Introduction

Bilevel positive airway pressure (BLPAP) ventilation was introduced in 1990 [1, 2]. BLPAP ventilators are relatively inexpensive and much simpler than conventional ventilators [2]. They offer good performance [3], are currently used to deliver noninvasive ventilation (NIV) in various settings at home or in intensive care units (ICU) [49], and have occasionally also been used in intubated or tracheostomized patients [10].

The BLPAP circuit consists of single-limb tubing for inspiration and expiration, including a passive intentional leak port located either at its distal end or on the mask [11]. During expiration, exhaled gases leave the circuit through the leak port but may also more or less fill the circuit beyond the port and then become part of the following delivered tidal volume (VT). This defines an additional rebreathing process specific to BLPAP ventilation.

Rebreathing risk has already been studied and only negatively related to the level of expiratory positive airway pressure (EPAP) [1214]. Since CO2 rebreathing increases the drive to ventilate and the work of breathing [12, 15, 16], it is important to clarify this risk.

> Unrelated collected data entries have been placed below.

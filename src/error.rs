use thiserror::Error;

#[derive(Error, Debug)]
pub enum SparkError {
    #[error("[{0}] is not a valid version")]
    InvalidVersion(String),

    #[error("unable to find a version matching [{0}]")]
    NoMatch(String),

    #[error("version catalog unavailable: {0}")]
    CatalogUnavailable(String),

    #[error("download of {url} failed: {reason}")]
    DownloadFailed { url: String, reason: String },

    #[error("extraction failed: {0}")]
    ExtractionFailed(String),

    #[error("an abnormal operation result was detected, the operation may have been cancelled: {0}")]
    OperationCancelled(String),

    #[error("[{0}] is not installed")]
    NotInstalled(String),

    #[error("unsupported platform: {os}/{arch}")]
    UnsupportedPlatform { os: String, arch: String },

    #[error("module [{0}] is illegal")]
    UnknownModule(String),

    #[error("configuration error: {0}")]
    Config(String),

    #[error(transparent)]
    Io(#[from] std::io::Error),
}

impl SparkError {
    /// Permission failures are the only errors worth an elevated retry.
    pub fn is_permission_denied(&self) -> bool {
        matches!(self, SparkError::Io(err) if err.kind() == std::io::ErrorKind::PermissionDenied)
    }
}

/// Walks an `anyhow` chain looking for a permission failure at any depth.
pub fn is_permission_denied(err: &anyhow::Error) -> bool {
    err.chain().any(|cause| {
        if let Some(spark) = cause.downcast_ref::<SparkError>() {
            return spark.is_permission_denied();
        }
        cause
            .downcast_ref::<std::io::Error>()
            .is_some_and(|io| io.kind() == std::io::ErrorKind::PermissionDenied)
    })
}
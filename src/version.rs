use regex::Regex;
use semver::{BuildMetadata, Prerelease, Version};
use std::cmp::Ordering;
use std::collections::BTreeSet;
use std::sync::OnceLock;

fn version_pattern() -> &'static Regex {
    static PATTERN: OnceLock<Regex> = OnceLock::new();
    PATTERN.get_or_init(|| {
        Regex::new(
            r"^(\d+)(?:\.(\d+))?(?:\.(\d+))?(?:-?([0-9A-Za-z][0-9A-Za-z.\-]*?))?(?:\+([0-9A-Za-z.\-]+))?$",
        )
        .expect("version pattern compiles")
    })
}

/// A leniently parsed version that remembers how many numeric segments
/// were actually written (`1.2` has precision 2).
#[derive(Debug, Clone, PartialEq, Eq)]
pub struct ParsedVersion {
    version: Version,
    precision: usize,
}

impl ParsedVersion {
    /// Parses a version with the family prefix already removed.
    pub fn parse(raw: &str) -> Option<Self> {
        let caps = version_pattern().captures(raw.trim())?;
        let segment = |idx: usize| -> Option<Option<u64>> {
            match caps.get(idx) {
                Some(m) => m.as_str().parse::<u64>().ok().map(Some),
                None => Some(None),
            }
        };

        let major = segment(1)??;
        let minor = segment(2)?;
        let patch = segment(3)?;
        let precision = 1 + usize::from(minor.is_some()) + usize::from(patch.is_some());

        let mut version = Version::new(major, minor.unwrap_or(0), patch.unwrap_or(0));
        if let Some(pre) = caps.get(4) {
            version.pre = Prerelease::new(pre.as_str()).ok()?;
        }
        if let Some(build) = caps.get(5) {
            version.build = BuildMetadata::new(build.as_str()).ok()?;
        }

        Some(Self { version, precision })
    }

    pub fn version(&self) -> &Version {
        &self.version
    }

    pub fn precision(&self) -> usize {
        self.precision
    }

    pub fn is_prerelease(&self) -> bool {
        !self.version.pre.is_empty()
    }

    /// Fewer than three numeric segments and no prerelease or build metadata.
    pub fn is_partial(&self) -> bool {
        self.precision < 3 && self.version.pre.is_empty() && self.version.build.is_empty()
    }

    pub fn core(&self) -> Version {
        Version::new(self.version.major, self.version.minor, self.version.patch)
    }

    /// Exclusive upper bound of the range a partial version stands for:
    /// the right-most non-zero segment is incremented. An all-zero version
    /// bumps the last segment that was written instead.
    pub fn upper_bound(&self) -> Version {
        let mut segments = [self.version.major, self.version.minor, self.version.patch];
        match segments.iter().rposition(|segment| *segment != 0) {
            Some(idx) => segments[idx] += 1,
            None => segments[self.precision.clamp(1, 3) - 1] += 1,
        }
        Version::new(segments[0], segments[1], segments[2])
    }

    /// Whether the core of `candidate` lies in `[self, upper_bound)`.
    pub fn covers(&self, candidate: &ParsedVersion) -> bool {
        let core = candidate.core();
        core >= self.core() && core < self.upper_bound()
    }
}

impl PartialOrd for ParsedVersion {
    fn partial_cmp(&self, other: &Self) -> Option<Ordering> {
        Some(self.cmp(other))
    }
}

impl Ord for ParsedVersion {
    fn cmp(&self, other: &Self) -> Ordering {
        self.version
            .cmp(&other.version)
            .then(self.precision.cmp(&other.precision))
    }
}

/// One publishable or installed version of a runtime.
#[derive(Debug, Clone, PartialEq, Eq)]
pub struct VersionRecord {
    pub label: String,
    pub semantic: ParsedVersion,
    pub size: Option<String>,
    pub checksum: Option<String>,
    pub platform_tags: BTreeSet<String>,
    /// LTS codename, `None` for non-LTS lines.
    pub lts: Option<String>,
    pub security: bool,
    pub date: Option<String>,
    pub npm: Option<String>,
}

impl VersionRecord {
    pub fn new(label: impl Into<String>, semantic: ParsedVersion) -> Self {
        Self {
            label: label.into(),
            semantic,
            size: None,
            checksum: None,
            platform_tags: BTreeSet::new(),
            lts: None,
            security: false,
            date: None,
            npm: None,
        }
    }

    pub fn is_lts(&self) -> bool {
        self.lts.is_some()
    }

    pub fn is_prerelease(&self) -> bool {
        self.semantic.is_prerelease()
    }
}

/// Sorts records newest first.
pub fn sort_descending(records: &mut [VersionRecord]) {
    records.sort_by(|a, b| b.semantic.cmp(&a.semantic));
}

#[cfg(test)]
mod tests {
    use super::*;

    fn parse(raw: &str) -> ParsedVersion {
        ParsedVersion::parse(raw).expect("valid version")
    }

    #[test]
    fn parses_partial_versions_with_precision() {
        let v = parse("1.2");
        assert_eq!(v.version(), &Version::new(1, 2, 0));
        assert_eq!(v.precision(), 2);
        assert!(v.is_partial());
        assert!(!parse("1.2.0").is_partial());
    }

    #[test]
    fn parses_go_style_prereleases() {
        let v = parse("1.21rc2");
        assert_eq!(v.core(), Version::new(1, 21, 0));
        assert_eq!(v.version().pre.as_str(), "rc2");
        assert!(!v.is_partial());

        let dashed = parse("1.3.0-rc.1");
        assert_eq!(dashed.version().pre.as_str(), "rc.1");
    }

    #[test]
    fn rejects_garbage() {
        assert!(ParsedVersion::parse("").is_none());
        assert!(ParsedVersion::parse("latest").is_none());
        assert!(ParsedVersion::parse("1.2.3.4").is_none());
        assert!(ParsedVersion::parse("x1.2").is_none());
    }

    #[test]
    fn upper_bound_increments_rightmost_non_zero_segment() {
        assert_eq!(parse("1.2").upper_bound(), Version::new(1, 3, 0));
        assert_eq!(parse("1").upper_bound(), Version::new(2, 0, 0));
        assert_eq!(parse("1.0").upper_bound(), Version::new(2, 0, 0));
        assert_eq!(parse("0.10").upper_bound(), Version::new(0, 11, 0));
        assert_eq!(parse("0.0").upper_bound(), Version::new(0, 1, 0));
        assert_eq!(parse("0").upper_bound(), Version::new(1, 0, 0));
    }

    #[test]
    fn upper_bound_always_exceeds_the_partial_version() {
        for raw in ["0", "0.0", "0.1", "3", "3.0", "3.9", "12.40", "0.0.0"] {
            let v = parse(raw);
            assert!(v.upper_bound() > *v.version(), "{raw}");
        }
    }

    #[test]
    fn covers_is_half_open() {
        let partial = parse("1.2");
        assert!(partial.covers(&parse("1.2.0")));
        assert!(partial.covers(&parse("1.2.9")));
        assert!(!partial.covers(&parse("1.3.0")));
        assert!(!partial.covers(&parse("1.3.0-rc1")));
        assert!(!partial.covers(&parse("1.1.9")));
    }
}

Our aim was to assess the actual risk of additional rebreathing and its predictive factors in patients receiving BLPAP ventilation in ICU.

Materials and methods

This observational study was performed during routine care in a 15-bed adult ICU. Ethical approval was obtained from the local institutional review board. Patients gave informed consent and the study was performed in accordance with the ethical standards laid down in the 1964 Declaration of Helsinki.

Patients

Eighteen consecutive patients who required mechanical ventilation were studied during their weaning period. All patients were stable and conscious. They were either still intubated or under NIV using an inflatable air cushion oronasal Tyco™ mask (Mallinckrodt DAR, Mirandola, Italy).

Ventilator and settings

The BLPAP ventilator (Vision®; Respironics Inc., Murrysville, PA, USA) was used in pressure support mode. This ventilator is routinely utilized in our ICU either for NIV or in intubated patients during the weaning trial when the necessity for postextubation NIV is anticipated. It allows one to set the inspiratory fraction of oxygen (FiO2), displays flow, pressure, and volume curves, and is alarm-equipped. The circuit consists of a single limb for inspiration and expiration with an exhalation port at its distal end (Respironics Whisper Swivel device, Murrysville, PA, USA). Ventilator settings were those routinely used. Inspiratory positive airway pressures (IPAP) were chosen to deliver VT of 8–12 ml/kg. In case of intrinsic positive end-expiratory pressure (PEEPi), detected on the ventilator screen, EPAP was adjusted to obtain zero end-expiratory flow without exceeding 9 cmH2O. For patients with no PEEPi, 4 cmH2O EPAP (the lowest possible with that ventilator) was applied. FiO2 was adjusted to maintain oxygen saturation from 90% to 95%.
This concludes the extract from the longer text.